Due to their optimal mechanical and biological properties, nanofibers have numerous medical applications. Electrospinning is one of the widely used techniques for generating drug-containing nanofibers. The aim of this study was to assess the use of the electrospinning method to prepare fast-dissolving loratadine nanofibers. Polyvinylpyrrolidone (PVP) nanofibers containing loratadine were produced using the electrospinning method. A full factorial design was employed to evaluate the formulations, including the four following variables: the concentration of PVP, the ratio of drug to polymer, the feed rate, and the voltage applied at two levels. After preparing the samples, assessments were carried out using scanning electron microscopy (SEM), Fourier transform infrared (FTIR) spectroscopy, and differential scanning calorimetry (DSC). Dissolution tests and determination of the time of disappearance were also carried out.
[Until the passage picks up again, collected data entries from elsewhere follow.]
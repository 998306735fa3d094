//! The ingestion loop: one cycle per confirmed block range.
//!
//! ```text
//! Uninitialized ── load / create checkpoint
//!      │
//!      ▼
//! WaitingForConfirmations ── next > head − confirmations ──► sleep, retry
//!      │
//!      ▼
//! Fetching     blocks [next..=end] with bodies (retried, bounded concurrency)
//!      │
//!      ▼
//! ReorgCheck   stored hash(next − 1) == parent_hash(next)?
//!      │            └─ no ──► rollback, walk one block deeper on repeats
//!      ▼
//! Persisting   transfer logs (bisected) → Merkle root → one atomic commit
//! ```

use std::fmt;
use std::sync::atomic::{AtomicBool, Ordering};
use std::sync::Arc;

use chrono::Utc;
use futures::stream::{self, StreamExt, TryStreamExt};
use tokio::time::Instant;

use chainanchor_core::commitment::CommitmentBuilder;
use chainanchor_core::error::IndexerError;
use chainanchor_core::store::{BatchCommit, LedgerStore};
use chainanchor_core::types::{BatchRecord, Checkpoint, Transfer};
use chainanchor_observability::PipelineMetrics;
use chainanchor_rpc::{RetryPolicy, TransportError};

use crate::builder::IngesterConfig;
use crate::fetcher::{fetch_logs_bisecting, parse_transfer, ChainSource, FetchedBlock};

fn rpc_err(e: TransportError) -> IndexerError {
    IndexerError::Rpc(e.to_string())
}

/// Runtime state of the ingester.
#[derive(Debug, Clone, Copy, PartialEq, Eq)]
pub enum IngesterState {
    Uninitialized,
    WaitingForConfirmations,
    Fetching,
    ReorgCheck,
    Persisting,
    Stopped,
}

impl fmt::Display for IngesterState {
    fn fmt(&self, f: &mut fmt::Formatter<'_>) -> fmt::Result {
        match self {
            Self::Uninitialized => write!(f, "uninitialized"),
            Self::WaitingForConfirmations => write!(f, "waiting-for-confirmations"),
            Self::Fetching => write!(f, "fetching"),
            Self::ReorgCheck => write!(f, "reorg-check"),
            Self::Persisting => write!(f, "persisting"),
            Self::Stopped => write!(f, "stopped"),
        }
    }
}

/// What one call to [`Ingester::run_cycle`] did.
#[derive(Debug, Clone, PartialEq, Eq)]
pub enum CycleOutcome {
    /// The next block is not yet behind the confirmation depth.
    Waiting { next_block: u64, safe_block: u64 },
    /// Stored history diverged; everything above `rollback_to` was removed.
    Reorg { rollback_to: u64 },
    /// A batch was committed.
    Persisted(BatchRecord),
}

/// Stops a running ingester at the next loop boundary.
#[derive(Debug, Clone)]
pub struct IngesterHandle {
    stop: Arc<AtomicBool>,
}

impl IngesterHandle {
    pub fn stop(&self) {
        self.stop.store(true, Ordering::SeqCst);
    }

    pub fn is_stopped(&self) -> bool {
        self.stop.load(Ordering::SeqCst)
    }
}

/// Per-chain transfer ingester.
pub struct Ingester {
    config: IngesterConfig,
    source: Arc<dyn ChainSource>,
    store: Arc<dyn LedgerStore>,
    metrics: PipelineMetrics,
    retry: RetryPolicy,
    state: IngesterState,
    /// Target of the previous rollback, cleared once a batch persists.
    last_rollback: Option<u64>,
    stop: Arc<AtomicBool>,
    last_health_log: Option<Instant>,
}

impl Ingester {
    /// `config` is clamped the same way [`IngesterBuilder`](crate::IngesterBuilder) clamps it.
    pub fn new(
        config: IngesterConfig,
        source: Arc<dyn ChainSource>,
        store: Arc<dyn LedgerStore>,
        metrics: PipelineMetrics,
    ) -> Self {
        let config = config.clamped();
        Self {
            retry: RetryPolicy::new(config.block_retry.clone()),
            config,
            source,
            store,
            metrics,
            state: IngesterState::Uninitialized,
            last_rollback: None,
            stop: Arc::new(AtomicBool::new(false)),
            last_health_log: None,
        }
    }

    pub fn config(&self) -> &IngesterConfig {
        &self.config
    }

    pub fn state(&self) -> IngesterState {
        self.state
    }

    pub fn handle(&self) -> IngesterHandle {
        IngesterHandle { stop: Arc::clone(&self.stop) }
    }

    /// Run cycles until stopped. Cycle errors are logged, counted and retried
    /// after `poll_interval` without advancing.
    pub async fn run(&mut self) -> Result<(), IndexerError> {
        tracing::info!(
            chain = %self.config.chain_id,
            confirmations = self.config.confirmations,
            batch_size = self.config.batch_size,
            "Starting ingester"
        );

        while !self.stop.load(Ordering::SeqCst) {
            match self.run_cycle().await {
                Ok(CycleOutcome::Persisted(_)) | Ok(CycleOutcome::Reorg { .. }) => {}
                Ok(CycleOutcome::Waiting { .. }) => tokio::time::sleep(self.config.poll_interval).await,
                // The chain moved under a fetch; the next cycle re-reads the range.
                Err(err) if err.is_reorg() => {
                    tracing::warn!(chain = %self.config.chain_id, error = %err, "Fetched range no longer links up");
                    tokio::time::sleep(self.config.poll_interval).await;
                }
                Err(err) => {
                    tracing::error!(
                        chain = %self.config.chain_id,
                        state = %self.state,
                        error = %err,
                        "Ingestion cycle failed"
                    );
                    self.metrics.record_indexer_error("cycle");
                    tokio::time::sleep(self.config.poll_interval).await;
                }
            }
            self.maybe_log_health().await;
        }

        self.state = IngesterState::Stopped;
        tracing::info!(chain = %self.config.chain_id, "Ingester stopped");
        Ok(())
    }

    /// One pass of the state machine.
    pub async fn run_cycle(&mut self) -> Result<CycleOutcome, IndexerError> {
        let checkpoint = self.load_or_init_checkpoint().await?;

        self.state = IngesterState::WaitingForConfirmations;
        let safe = self.head_block_number().await?.saturating_sub(self.config.confirmations);
        let next = checkpoint.next_block();
        if next > safe {
            tracing::debug!(chain = %self.config.chain_id, next, safe, "Waiting for confirmations");
            return Ok(CycleOutcome::Waiting { next_block: next, safe_block: safe });
        }
        let end = (next + self.config.batch_size - 1).min(safe);

        self.state = IngesterState::Fetching;
        let blocks = self.fetch_blocks(next, end).await?;
        for pair in blocks.windows(2) {
            let (parent, child) = (&pair[0].summary, &pair[1].summary);
            if !child.extends(parent) {
                return Err(IndexerError::ReorgDetected {
                    block_number: child.number,
                    expected: parent.hash.clone(),
                    actual: child.parent_hash.clone(),
                });
            }
        }

        self.state = IngesterState::ReorgCheck;
        if next > 0 {
            if let Some(stored) = self.store.block_hash(&self.config.chain_id, next - 1).await? {
                let first = &blocks[0].summary;
                if stored != first.parent_hash {
                    return self.rollback(&checkpoint, next, &stored, &first.parent_hash).await;
                }
            }
        }

        self.state = IngesterState::Persisting;
        let transfers = self.fetch_transfers(next, end).await?;
        let commitment = CommitmentBuilder::from_transfers_with(self.config.leaf_layout, &transfers)?;

        let chain_id = self.config.chain_id.clone();
        let total_transactions: u64 = blocks.iter().map(|b| b.transactions.len() as u64).sum();
        let record = BatchRecord {
            id: BatchRecord::make_id(&chain_id, next, end),
            start_block: next,
            end_block: end,
            merkle_root: commitment.root_hex(),
            leaf_count: commitment.leaf_count() as u64,
            safe_block_number: safe,
            total_blocks: blocks.len() as u64,
            total_transactions,
            total_transfers: transfers.len() as u64,
        };

        let mut advanced = checkpoint;
        advanced.last_indexed_block = Some(end);
        advanced.last_indexed_hash = blocks.last().map(|b| b.summary.hash.clone());
        advanced.safe_block_number = safe;
        advanced.updated_at = Utc::now();

        let (summaries, transactions): (Vec<_>, Vec<_>) = blocks
            .into_iter()
            .map(|b| (b.summary, b.transactions))
            .unzip();

        self.store
            .commit_batch(BatchCommit {
                chain_id: chain_id.clone(),
                blocks: summaries,
                transactions: transactions.into_iter().flatten().collect(),
                transfers,
                batch: record.clone(),
                checkpoint: advanced,
            })
            .await?;
        self.last_rollback = None;

        self.metrics.record_batch(
            &chain_id,
            record.total_blocks,
            record.total_transactions,
            record.total_transfers,
        );
        self.metrics.record_progress(&chain_id, end, safe);
        tracing::info!(
            chain = %chain_id,
            start = next,
            end,
            safe,
            transactions = record.total_transactions,
            transfers = record.total_transfers,
            root = %record.merkle_root,
            "Indexed new batch"
        );

        Ok(CycleOutcome::Persisted(record))
    }

    // ─── Checkpoint ──────────────────────────────────────────────────────────

    async fn load_or_init_checkpoint(&mut self) -> Result<Checkpoint, IndexerError> {
        let chain_id = &self.config.chain_id;
        if let Some(cp) = self.store.load_checkpoint(chain_id).await? {
            if self.state == IngesterState::Uninitialized {
                tracing::info!(
                    chain = %chain_id,
                    start = cp.start_block,
                    last_indexed = ?cp.last_indexed_block,
                    "Resuming from checkpoint"
                );
            }
            return Ok(cp);
        }

        let safe = self.head_block_number().await?.saturating_sub(self.config.confirmations);
        let start = self
            .config
            .start_block
            .unwrap_or_else(|| safe.saturating_sub(self.config.batch_size));
        let cp = Checkpoint::new(chain_id.clone(), start, safe);
        self.store.save_checkpoint(&cp).await?;
        tracing::info!(chain = %chain_id, start, safe, "Initialized checkpoint");
        Ok(cp)
    }

    // ─── Fetching ────────────────────────────────────────────────────────────

    async fn head_block_number(&self) -> Result<u64, IndexerError> {
        let source = &self.source;
        self.retry
            .retry_if(
                "eth_blockNumber",
                || async move { source.head_block_number().await },
                TransportError::is_retryable,
            )
            .await
            .map_err(rpc_err)
    }

    /// Blocks `[from, to]` in order, each fetched with retry.
    async fn fetch_blocks(&self, from: u64, to: u64) -> Result<Vec<FetchedBlock>, IndexerError> {
        let source = &self.source;
        let retry = &self.retry;
        stream::iter(from..=to)
            .map(|number| async move {
                retry
                    .retry_if(
                        "eth_getBlockByNumber",
                        || async move {
                            source
                                .block_with_transactions(number)
                                .await?
                                .ok_or_else(|| TransportError::Other(format!("block {number} not available")))
                        },
                        TransportError::is_retryable,
                    )
                    .await
            })
            .buffered(self.config.fetch_concurrency)
            .try_collect::<Vec<_>>()
            .await
            .map_err(rpc_err)
    }

    /// Decoded transfers in `[from, to]`, ordered by block then log index.
    async fn fetch_transfers(&self, from: u64, to: u64) -> Result<Vec<Transfer>, IndexerError> {
        let logs = fetch_logs_bisecting(self.source.as_ref(), from, to)
            .await
            .map_err(rpc_err)?;

        let mut transfers = Vec::with_capacity(logs.len());
        for log in &logs {
            match parse_transfer(log) {
                Some(t) if (from..=to).contains(&t.block_number) => transfers.push(t),
                Some(t) => tracing::warn!(
                    block = t.block_number,
                    from,
                    to,
                    "Provider returned a log outside the requested range; skipping"
                ),
                None => tracing::warn!(
                    tx = %log.tx_hash,
                    topics = log.topics.len(),
                    removed = log.is_removed(),
                    "Skipping log that is not an ERC-20 transfer"
                ),
            }
        }
        transfers.sort_by(|a, b| (a.block_number, a.log_index).cmp(&(b.block_number, b.log_index)));
        transfers.dedup_by(|a, b| a.id == b.id);
        Ok(transfers)
    }

    // ─── Reorg repair ────────────────────────────────────────────────────────

    async fn rollback(
        &mut self,
        checkpoint: &Checkpoint,
        next: u64,
        stored_hash: &str,
        fetched_parent: &str,
    ) -> Result<CycleOutcome, IndexerError> {
        let chain_id = self.config.chain_id.clone();
        let mut target = next - 1;
        if self.last_rollback == Some(target) {
            target = target.saturating_sub(1);
        }

        let mut reset = Checkpoint::new(
            chain_id.clone(),
            checkpoint.start_block,
            target.saturating_sub(self.config.confirmations),
        );
        if target >= checkpoint.start_block {
            reset.last_indexed_block = Some(target);
            reset.last_indexed_hash = self.store.block_hash(&chain_id, target).await?;
        }

        self.store.rollback_after(&chain_id, target, &reset).await?;
        self.last_rollback = Some(target);

        tracing::warn!(
            chain = %chain_id,
            block = next,
            expected = %stored_hash,
            actual = %fetched_parent,
            rollback_to = target,
            "Reorg detected; rolled back stored history"
        );
        Ok(CycleOutcome::Reorg { rollback_to: target })
    }

    // ─── Health ──────────────────────────────────────────────────────────────

    async fn maybe_log_health(&mut self) {
        let now = Instant::now();
        if self
            .last_health_log
            .is_some_and(|at| now.duration_since(at) < self.config.health_log_interval)
        {
            return;
        }
        self.last_health_log = Some(now);

        let chain_id = &self.config.chain_id;
        let checkpoint = self.store.load_checkpoint(chain_id).await;
        let blocks = self.store.count_blocks(chain_id).await;
        let transfers = self.store.count_transfers(chain_id).await;
        match (checkpoint, blocks, transfers) {
            (Ok(cp), Ok(blocks), Ok(transfers)) => tracing::info!(
                chain = %chain_id,
                last_indexed = ?cp.as_ref().and_then(|c| c.last_indexed_block),
                safe = ?cp.as_ref().map(|c| c.safe_block_number),
                stored_blocks = blocks,
                stored_transfers = transfers,
                "Indexer health"
            ),
            (Err(err), _, _) | (_, Err(err), _) | (_, _, Err(err)) => {
                tracing::warn!(chain = %chain_id, error = %err, "Indexer health check failed")
            }
        }
    }
}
It was observed that reducing the concentration of polymer, reducing the feed rate, and increasing the voltage applied to the polymeric solution up to an adequate amount allowed the possibility of creating nanofibers with a smaller diameter and greater uniformity. The results showed that the fiber diameter and the amount of loratadine affected the drug release and the disappearance time of nanofibers. The smaller the fiber diameter and drug amount, the faster the solubility and the release time of nanofibers. It was concluded that electrospinning can be a suitable method for preparing fast-dissolving loratadine nanofibers.